(The input Opens)

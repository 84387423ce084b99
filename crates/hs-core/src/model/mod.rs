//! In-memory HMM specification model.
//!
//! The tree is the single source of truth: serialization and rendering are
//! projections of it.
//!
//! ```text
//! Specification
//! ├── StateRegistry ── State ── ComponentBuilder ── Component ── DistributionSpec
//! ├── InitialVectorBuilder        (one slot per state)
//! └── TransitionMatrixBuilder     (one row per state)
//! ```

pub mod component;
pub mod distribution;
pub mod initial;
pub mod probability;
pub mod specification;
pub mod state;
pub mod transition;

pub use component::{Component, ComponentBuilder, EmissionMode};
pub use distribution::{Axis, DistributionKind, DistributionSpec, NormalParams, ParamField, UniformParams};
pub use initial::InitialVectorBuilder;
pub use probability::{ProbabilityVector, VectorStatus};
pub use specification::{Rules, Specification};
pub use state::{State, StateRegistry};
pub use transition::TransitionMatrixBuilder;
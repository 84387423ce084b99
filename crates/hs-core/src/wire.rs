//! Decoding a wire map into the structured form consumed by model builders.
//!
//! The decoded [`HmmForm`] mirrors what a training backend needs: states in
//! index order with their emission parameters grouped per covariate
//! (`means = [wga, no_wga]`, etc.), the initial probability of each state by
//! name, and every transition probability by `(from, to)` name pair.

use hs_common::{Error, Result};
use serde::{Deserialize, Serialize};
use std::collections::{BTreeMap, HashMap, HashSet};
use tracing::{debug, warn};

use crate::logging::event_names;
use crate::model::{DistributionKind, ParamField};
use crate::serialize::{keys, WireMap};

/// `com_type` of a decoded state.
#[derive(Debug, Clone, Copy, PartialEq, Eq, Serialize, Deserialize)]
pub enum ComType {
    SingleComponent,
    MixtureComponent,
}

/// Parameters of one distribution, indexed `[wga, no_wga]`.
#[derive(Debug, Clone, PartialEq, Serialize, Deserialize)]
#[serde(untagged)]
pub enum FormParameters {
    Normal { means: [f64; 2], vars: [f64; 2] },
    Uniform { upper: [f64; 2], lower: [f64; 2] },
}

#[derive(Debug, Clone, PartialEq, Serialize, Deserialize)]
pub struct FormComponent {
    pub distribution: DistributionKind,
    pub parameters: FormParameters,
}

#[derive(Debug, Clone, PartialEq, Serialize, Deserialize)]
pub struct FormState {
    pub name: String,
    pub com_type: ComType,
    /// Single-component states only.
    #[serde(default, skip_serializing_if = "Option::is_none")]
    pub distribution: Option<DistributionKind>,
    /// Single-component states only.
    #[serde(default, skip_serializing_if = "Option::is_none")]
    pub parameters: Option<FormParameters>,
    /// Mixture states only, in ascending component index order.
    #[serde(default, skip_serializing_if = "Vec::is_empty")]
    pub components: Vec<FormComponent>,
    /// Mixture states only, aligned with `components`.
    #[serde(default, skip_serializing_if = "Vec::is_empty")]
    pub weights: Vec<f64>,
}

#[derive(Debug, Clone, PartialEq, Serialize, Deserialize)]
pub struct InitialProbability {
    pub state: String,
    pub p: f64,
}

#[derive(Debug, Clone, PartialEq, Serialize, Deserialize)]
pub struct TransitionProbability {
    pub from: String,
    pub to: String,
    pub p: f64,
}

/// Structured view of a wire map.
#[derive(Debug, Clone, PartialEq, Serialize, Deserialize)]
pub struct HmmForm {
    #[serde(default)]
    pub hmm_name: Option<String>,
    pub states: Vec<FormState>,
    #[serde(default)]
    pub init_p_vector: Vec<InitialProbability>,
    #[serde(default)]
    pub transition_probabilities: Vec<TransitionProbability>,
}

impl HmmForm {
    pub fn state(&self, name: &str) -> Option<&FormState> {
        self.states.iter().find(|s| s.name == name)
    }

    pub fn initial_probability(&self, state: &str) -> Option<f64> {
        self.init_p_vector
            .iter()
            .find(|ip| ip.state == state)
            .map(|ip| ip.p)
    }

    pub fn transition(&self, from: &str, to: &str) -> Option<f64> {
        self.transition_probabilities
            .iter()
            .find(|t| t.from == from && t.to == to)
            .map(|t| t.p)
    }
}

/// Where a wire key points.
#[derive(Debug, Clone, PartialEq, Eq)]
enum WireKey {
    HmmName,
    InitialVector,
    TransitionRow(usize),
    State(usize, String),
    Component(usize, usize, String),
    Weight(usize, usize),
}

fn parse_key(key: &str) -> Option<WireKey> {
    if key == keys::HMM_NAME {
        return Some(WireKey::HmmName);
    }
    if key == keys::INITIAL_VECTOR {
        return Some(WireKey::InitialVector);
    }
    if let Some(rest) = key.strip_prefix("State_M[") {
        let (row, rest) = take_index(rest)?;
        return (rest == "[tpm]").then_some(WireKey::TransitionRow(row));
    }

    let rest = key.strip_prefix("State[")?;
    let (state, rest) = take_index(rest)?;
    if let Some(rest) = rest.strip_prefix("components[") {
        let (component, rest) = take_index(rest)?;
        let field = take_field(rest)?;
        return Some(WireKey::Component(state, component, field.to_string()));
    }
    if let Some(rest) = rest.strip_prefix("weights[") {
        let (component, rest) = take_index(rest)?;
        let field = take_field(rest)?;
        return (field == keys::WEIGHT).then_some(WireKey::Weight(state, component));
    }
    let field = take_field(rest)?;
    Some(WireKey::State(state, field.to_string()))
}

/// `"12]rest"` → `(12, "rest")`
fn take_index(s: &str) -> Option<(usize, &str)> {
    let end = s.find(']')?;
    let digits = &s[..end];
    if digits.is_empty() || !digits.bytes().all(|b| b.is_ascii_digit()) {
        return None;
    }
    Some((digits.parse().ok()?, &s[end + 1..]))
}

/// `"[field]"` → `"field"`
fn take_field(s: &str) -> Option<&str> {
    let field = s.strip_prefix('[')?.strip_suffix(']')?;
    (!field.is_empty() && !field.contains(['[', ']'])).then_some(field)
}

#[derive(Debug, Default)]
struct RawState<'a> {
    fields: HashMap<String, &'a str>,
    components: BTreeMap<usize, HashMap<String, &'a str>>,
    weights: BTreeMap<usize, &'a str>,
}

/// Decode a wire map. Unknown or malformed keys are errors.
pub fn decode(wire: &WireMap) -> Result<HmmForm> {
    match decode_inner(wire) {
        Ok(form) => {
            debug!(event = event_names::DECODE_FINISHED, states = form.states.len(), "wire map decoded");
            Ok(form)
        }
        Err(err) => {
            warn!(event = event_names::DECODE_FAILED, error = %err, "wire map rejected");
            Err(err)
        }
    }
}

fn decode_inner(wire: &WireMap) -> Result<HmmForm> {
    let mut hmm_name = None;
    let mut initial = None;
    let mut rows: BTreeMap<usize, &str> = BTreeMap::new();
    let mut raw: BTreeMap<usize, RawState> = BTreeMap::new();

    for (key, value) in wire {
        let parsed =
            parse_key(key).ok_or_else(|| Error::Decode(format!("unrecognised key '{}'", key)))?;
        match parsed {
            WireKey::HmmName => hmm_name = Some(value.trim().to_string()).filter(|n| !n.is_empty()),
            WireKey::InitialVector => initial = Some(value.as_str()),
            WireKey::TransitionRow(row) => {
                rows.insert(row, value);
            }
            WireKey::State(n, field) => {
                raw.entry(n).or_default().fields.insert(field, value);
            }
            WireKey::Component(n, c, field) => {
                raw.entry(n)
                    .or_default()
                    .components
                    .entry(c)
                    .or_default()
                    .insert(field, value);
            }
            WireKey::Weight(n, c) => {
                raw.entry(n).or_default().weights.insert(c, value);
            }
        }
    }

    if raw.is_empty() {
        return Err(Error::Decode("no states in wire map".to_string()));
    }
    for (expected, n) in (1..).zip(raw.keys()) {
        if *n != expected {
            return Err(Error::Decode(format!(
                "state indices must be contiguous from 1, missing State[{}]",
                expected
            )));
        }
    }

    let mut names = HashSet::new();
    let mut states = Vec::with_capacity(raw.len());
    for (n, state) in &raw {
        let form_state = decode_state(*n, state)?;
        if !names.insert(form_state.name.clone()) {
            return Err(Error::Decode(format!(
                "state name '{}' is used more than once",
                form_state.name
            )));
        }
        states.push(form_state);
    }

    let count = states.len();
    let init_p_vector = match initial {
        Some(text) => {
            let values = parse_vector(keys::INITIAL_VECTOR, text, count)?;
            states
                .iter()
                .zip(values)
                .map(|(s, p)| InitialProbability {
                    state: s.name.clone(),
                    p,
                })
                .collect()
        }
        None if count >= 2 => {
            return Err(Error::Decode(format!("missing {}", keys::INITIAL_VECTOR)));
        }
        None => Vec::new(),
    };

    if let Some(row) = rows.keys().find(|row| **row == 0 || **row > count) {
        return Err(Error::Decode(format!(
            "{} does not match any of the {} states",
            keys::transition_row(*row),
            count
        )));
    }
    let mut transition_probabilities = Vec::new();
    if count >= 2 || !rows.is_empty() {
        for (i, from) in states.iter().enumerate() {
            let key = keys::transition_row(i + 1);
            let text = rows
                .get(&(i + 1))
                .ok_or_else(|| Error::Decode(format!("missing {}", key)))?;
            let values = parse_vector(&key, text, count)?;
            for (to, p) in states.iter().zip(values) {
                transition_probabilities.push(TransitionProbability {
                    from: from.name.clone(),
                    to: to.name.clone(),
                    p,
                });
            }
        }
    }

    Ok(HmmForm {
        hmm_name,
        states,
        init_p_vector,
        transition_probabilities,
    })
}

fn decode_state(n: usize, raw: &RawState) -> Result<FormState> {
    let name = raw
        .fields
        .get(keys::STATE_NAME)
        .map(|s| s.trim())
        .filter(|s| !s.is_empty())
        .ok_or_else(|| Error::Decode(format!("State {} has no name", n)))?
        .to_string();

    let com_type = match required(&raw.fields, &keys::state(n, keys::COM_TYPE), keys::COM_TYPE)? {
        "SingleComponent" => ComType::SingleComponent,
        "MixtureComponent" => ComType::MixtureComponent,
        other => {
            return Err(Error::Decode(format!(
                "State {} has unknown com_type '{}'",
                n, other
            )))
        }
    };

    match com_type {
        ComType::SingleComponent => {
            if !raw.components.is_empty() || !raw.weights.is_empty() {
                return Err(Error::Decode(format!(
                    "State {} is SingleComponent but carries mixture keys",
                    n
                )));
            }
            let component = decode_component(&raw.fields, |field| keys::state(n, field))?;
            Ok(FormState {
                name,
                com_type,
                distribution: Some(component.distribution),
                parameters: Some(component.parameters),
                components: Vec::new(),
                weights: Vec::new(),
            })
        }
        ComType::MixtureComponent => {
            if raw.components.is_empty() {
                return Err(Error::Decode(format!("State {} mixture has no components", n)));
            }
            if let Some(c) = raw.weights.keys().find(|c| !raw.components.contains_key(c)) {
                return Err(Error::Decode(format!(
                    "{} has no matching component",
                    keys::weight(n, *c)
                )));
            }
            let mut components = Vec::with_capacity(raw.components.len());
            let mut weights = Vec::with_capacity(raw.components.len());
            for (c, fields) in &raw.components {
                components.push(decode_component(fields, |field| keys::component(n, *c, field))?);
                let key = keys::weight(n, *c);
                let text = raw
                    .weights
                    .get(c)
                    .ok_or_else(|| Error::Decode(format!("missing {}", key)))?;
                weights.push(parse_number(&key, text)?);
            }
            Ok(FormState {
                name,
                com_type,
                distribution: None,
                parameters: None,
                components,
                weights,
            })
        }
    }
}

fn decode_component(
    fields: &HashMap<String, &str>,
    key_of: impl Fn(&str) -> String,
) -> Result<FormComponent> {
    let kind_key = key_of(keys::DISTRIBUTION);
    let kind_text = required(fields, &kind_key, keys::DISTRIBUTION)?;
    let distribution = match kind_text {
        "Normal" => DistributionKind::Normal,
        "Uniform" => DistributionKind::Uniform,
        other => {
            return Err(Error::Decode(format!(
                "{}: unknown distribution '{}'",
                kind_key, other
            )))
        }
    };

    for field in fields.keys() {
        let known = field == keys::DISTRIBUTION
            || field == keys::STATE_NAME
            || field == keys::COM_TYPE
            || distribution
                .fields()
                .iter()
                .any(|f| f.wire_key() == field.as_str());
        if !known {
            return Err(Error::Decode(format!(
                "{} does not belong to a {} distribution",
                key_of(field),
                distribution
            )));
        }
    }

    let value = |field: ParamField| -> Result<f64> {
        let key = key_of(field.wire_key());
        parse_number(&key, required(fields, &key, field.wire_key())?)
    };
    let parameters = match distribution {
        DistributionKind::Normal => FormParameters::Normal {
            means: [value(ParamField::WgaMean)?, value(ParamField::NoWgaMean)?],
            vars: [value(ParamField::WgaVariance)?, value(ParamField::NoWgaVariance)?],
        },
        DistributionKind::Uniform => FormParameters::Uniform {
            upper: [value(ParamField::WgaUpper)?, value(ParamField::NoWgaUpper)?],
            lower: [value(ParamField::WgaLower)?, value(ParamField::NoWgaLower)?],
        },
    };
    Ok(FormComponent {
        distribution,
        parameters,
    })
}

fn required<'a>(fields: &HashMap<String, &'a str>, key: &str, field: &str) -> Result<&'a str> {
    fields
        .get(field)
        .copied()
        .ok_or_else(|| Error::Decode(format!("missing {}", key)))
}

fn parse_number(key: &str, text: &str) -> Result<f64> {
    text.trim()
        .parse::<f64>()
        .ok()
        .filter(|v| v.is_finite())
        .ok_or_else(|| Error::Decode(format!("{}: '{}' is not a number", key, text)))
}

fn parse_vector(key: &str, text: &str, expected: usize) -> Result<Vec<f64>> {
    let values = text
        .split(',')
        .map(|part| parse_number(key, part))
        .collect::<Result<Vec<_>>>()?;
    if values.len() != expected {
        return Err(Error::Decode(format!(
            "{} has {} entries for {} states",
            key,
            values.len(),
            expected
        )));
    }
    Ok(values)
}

(The input Closes)

* What you have to do: Locate the word "FormState" in the records above, and return each line that has it.

* Solved problem:
pub struct FormState {
    pub states: Vec<FormState>,
    pub fn state(&self, name: &str) -> Option<&FormState> {
fn decode_state(n: usize, raw: &RawState) -> Result<FormState> {
            Ok(FormState {
            Ok(FormState {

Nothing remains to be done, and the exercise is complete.